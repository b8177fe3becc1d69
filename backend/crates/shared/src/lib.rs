//! Shared kernel for the journal backend.
//!
//! Holds the vocabulary every bounded context agrees on:
//! - the unified [`error::app_error::AppError`] and its [`error::kind::ErrorKind`]
//! - typed identifiers ([`id::AccountId`], [`id::PostId`])
//!
//! Anything that only one context cares about belongs in that context's crate.

pub mod error {
    pub mod app_error;
    pub mod conversions;
    pub mod kind;
}
pub mod id;
//! PostgreSQL Repository Implementation

use chrono::{DateTime, Utc};
use sqlx::{PgExecutor, PgPool};
use uuid::Uuid;

use crate::domain::entity::account::{Account, Verification};
use crate::domain::repository::{AccountLookup, AccountRepository};
use crate::domain::value_object::{
    AccountId, Email, RecoveryKeyHash, UserPassword, Username, VerificationToken,
};
use crate::error::{AuthError, AuthResult, IdentityField};

const USERNAME_CONSTRAINT: &str = "accounts_username_canonical_key";
const EMAIL_CONSTRAINT: &str = "accounts_email_key";

const ACCOUNT_COLUMNS: &str = r#"
    id,
    username,
    email,
    password_hash,
    recovery_key_hash,
    is_verified,
    verification_token,
    verification_expires_at,
    resend_count,
    last_verification_sent_at,
    created_at,
    updated_at
"#;

/// PostgreSQL-backed account repository
#[derive(Clone)]
pub struct PgAccountRepository {
    pool: PgPool,
}

impl PgAccountRepository {
    pub fn new(pool: PgPool) -> Self {
        Self { pool }
    }
}

impl AccountRepository for PgAccountRepository {
    async fn create(&self, account: &Account) -> AuthResult<()> {
        let pending = PendingVerification::of(account)?;

        sqlx::query(
            r#"
            INSERT INTO accounts (
                id,
                username,
                username_canonical,
                email,
                password_hash,
                recovery_key_hash,
                is_verified,
                verification_token,
                verification_expires_at,
                resend_count,
                last_verification_sent_at,
                created_at,
                updated_at
            ) VALUES ($1, $2, $3, $4, $5, $6, $7, $8, $9, $10, $11, $12, $13)
            "#,
        )
        .bind(account.id.into_uuid())
        .bind(account.username.original())
        .bind(account.username.canonical())
        .bind(account.email.as_str())
        .bind(account.password.as_phc_string())
        .bind(account.recovery_key_hash.as_str())
        .bind(pending.is_verified)
        .bind(pending.token)
        .bind(pending.expires_at)
        .bind(pending.resend_count)
        .bind(account.last_verification_sent_at)
        .bind(account.created_at)
        .bind(account.updated_at)
        .execute(&self.pool)
        .await
        .map_err(map_write_error)?;

        Ok(())
    }

    async fn find(&self, lookup: &AccountLookup) -> AuthResult<Option<Account>> {
        fetch_row(&self.pool, lookup, false)
            .await?
            .map(AccountRow::into_account)
            .transpose()
    }

    async fn exists_by_username(&self, username: &Username) -> AuthResult<bool> {
        let exists = sqlx::query_scalar::<_, bool>(
            r#"
            SELECT EXISTS(
                SELECT 1 FROM accounts
                WHERE username_canonical = $1 AND deleted_at IS NULL
            )
            "#,
        )
        .bind(username.canonical())
        .fetch_one(&self.pool)
        .await?;

        Ok(exists)
    }

    async fn exists_by_email(&self, email: &Email) -> AuthResult<bool> {
        let exists = sqlx::query_scalar::<_, bool>(
            r#"
            SELECT EXISTS(
                SELECT 1 FROM accounts
                WHERE email = $1 AND deleted_at IS NULL
            )
            "#,
        )
        .bind(email.as_str())
        .fetch_one(&self.pool)
        .await?;

        Ok(exists)
    }

    async fn update_locked<F, T>(&self, lookup: &AccountLookup, mutate: F) -> AuthResult<Option<T>>
    where
        F: FnOnce(&mut Account) -> AuthResult<T> + Send,
        T: Send,
    {
        // Dropping `tx` on any early return rolls back and releases the lock.
        let mut tx = self.pool.begin().await?;

        let Some(row) = fetch_row(&mut *tx, lookup, true).await? else {
            return Ok(None);
        };
        let mut account = row.into_account()?;

        let output = mutate(&mut account)?;

        write_back(&mut *tx, &account).await?;
        tx.commit().await?;

        Ok(Some(output))
    }
}

// ============================================================================
// Queries
// ============================================================================

enum LookupKey {
    Uuid(Uuid),
    Text(String),
}

fn lookup_filter(lookup: &AccountLookup) -> (&'static str, LookupKey) {
    match lookup {
        AccountLookup::Id(id) => ("id = $1", LookupKey::Uuid(id.into_uuid())),
        AccountLookup::Email(email) => ("email = $1", LookupKey::Text(email.as_str().to_string())),
        AccountLookup::Username(username) => (
            "username_canonical = $1",
            LookupKey::Text(username.canonical().to_string()),
        ),
        AccountLookup::VerificationToken(token) => (
            "verification_token = $1 AND is_verified = FALSE",
            LookupKey::Text(token.clone()),
        ),
        AccountLookup::RecoveryKey(hash) => (
            "recovery_key_hash = $1",
            LookupKey::Text(hash.as_str().to_string()),
        ),
    }
}

async fn fetch_row<'e, E>(
    executor: E,
    lookup: &AccountLookup,
    for_update: bool,
) -> AuthResult<Option<AccountRow>>
where
    E: PgExecutor<'e>,
{
    let (filter, key) = lookup_filter(lookup);
    let sql = format!(
        "SELECT {ACCOUNT_COLUMNS} FROM accounts WHERE {filter} AND deleted_at IS NULL{}",
        if for_update { " FOR UPDATE" } else { "" }
    );

    let query = sqlx::query_as::<_, AccountRow>(&sql);
    let query = match key {
        LookupKey::Uuid(id) => query.bind(id),
        LookupKey::Text(text) => query.bind(text),
    };

    Ok(query.fetch_optional(executor).await?)
}

async fn write_back<'e, E>(executor: E, account: &Account) -> AuthResult<()>
where
    E: PgExecutor<'e>,
{
    let pending = PendingVerification::of(account)?;

    sqlx::query(
        r#"
        UPDATE accounts SET
            username = $2,
            username_canonical = $3,
            email = $4,
            password_hash = $5,
            recovery_key_hash = $6,
            is_verified = $7,
            verification_token = $8,
            verification_expires_at = $9,
            resend_count = $10,
            last_verification_sent_at = $11,
            updated_at = $12
        WHERE id = $1
        "#,
    )
    .bind(account.id.into_uuid())
    .bind(account.username.original())
    .bind(account.username.canonical())
    .bind(account.email.as_str())
    .bind(account.password.as_phc_string())
    .bind(account.recovery_key_hash.as_str())
    .bind(pending.is_verified)
    .bind(pending.token)
    .bind(pending.expires_at)
    .bind(pending.resend_count)
    .bind(account.last_verification_sent_at)
    .bind(account.updated_at)
    .execute(executor)
    .await
    .map_err(map_write_error)?;

    Ok(())
}

/// Unique-index collisions become `DuplicateIdentity`.
fn map_write_error(err: sqlx::Error) -> AuthError {
    let duplicate = match &err {
        sqlx::Error::Database(db) if db.is_unique_violation() => match db.constraint() {
            Some(USERNAME_CONSTRAINT) => Some(IdentityField::Username),
            Some(EMAIL_CONSTRAINT) => Some(IdentityField::Email),
            _ => None,
        },
        _ => None,
    };
    match duplicate {
        Some(field) => AuthError::DuplicateIdentity(field),
        None => AuthError::Database(err),
    }
}

// ============================================================================
// Row Types
// ============================================================================

/// Column view of `Account::verification`.
struct PendingVerification<'a> {
    is_verified: bool,
    token: Option<&'a str>,
    expires_at: Option<DateTime<Utc>>,
    resend_count: i32,
}

impl<'a> PendingVerification<'a> {
    fn of(account: &'a Account) -> AuthResult<Self> {
        Ok(match &account.verification {
            Verification::Verified => Self {
                is_verified: true,
                token: None,
                expires_at: None,
                resend_count: 0,
            },
            Verification::Unverified {
                token,
                expires_at,
                resend_count,
            } => Self {
                is_verified: false,
                token: Some(token.as_str()),
                expires_at: Some(*expires_at),
                resend_count: i32::try_from(*resend_count)
                    .map_err(|_| AuthError::Internal("resend count out of range".to_string()))?,
            },
        })
    }
}

#[derive(sqlx::FromRow)]
struct AccountRow {
    id: Uuid,
    username: String,
    email: String,
    password_hash: String,
    recovery_key_hash: String,
    is_verified: bool,
    verification_token: Option<String>,
    verification_expires_at: Option<DateTime<Utc>>,
    resend_count: i32,
    last_verification_sent_at: Option<DateTime<Utc>>,
    created_at: DateTime<Utc>,
    updated_at: DateTime<Utc>,
}

impl AccountRow {
    fn into_account(self) -> AuthResult<Account> {
        let verification = if self.is_verified {
            Verification::Verified
        } else {
            let (Some(token), Some(expires_at)) =
                (self.verification_token, self.verification_expires_at)
            else {
                return Err(AuthError::Internal(format!(
                    "Unverified account {} has no pending token",
                    self.id
                )));
            };
            Verification::Unverified {
                token: VerificationToken::new(token),
                expires_at,
                resend_count: u32::try_from(self.resend_count).map_err(|_| {
                    AuthError::Internal(format!("Negative resend_count on {}", self.id))
                })?,
            }
        };

        let password = UserPassword::from_db(self.password_hash)
            .map_err(|e| AuthError::Internal(format!("Invalid password hash: {}", e)))?;

        Ok(Account {
            id: AccountId::from_uuid(self.id),
            username: Username::from_db(self.username),
            email: Email::from_db(self.email),
            password,
            recovery_key_hash: RecoveryKeyHash::from_db(self.recovery_key_hash),
            verification,
            last_verification_sent_at: self.last_verification_sent_at,
            created_at: self.created_at,
            updated_at: self.updated_at,
        })
    }
}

Task requirements: Begin with the first line of the data above and, please, print each line exactly until you have printed the line containing "- the unified"; print nothing else.

Completed task:
repository b8177fe3becc1d69
filename backend/crates/shared/src/lib.rs
//! Shared kernel for the journal backend.
//!
//! Holds the vocabulary every bounded context agrees on:
//! - the unified [`error::app_error::AppError`] and its [`error::kind::ErrorKind`]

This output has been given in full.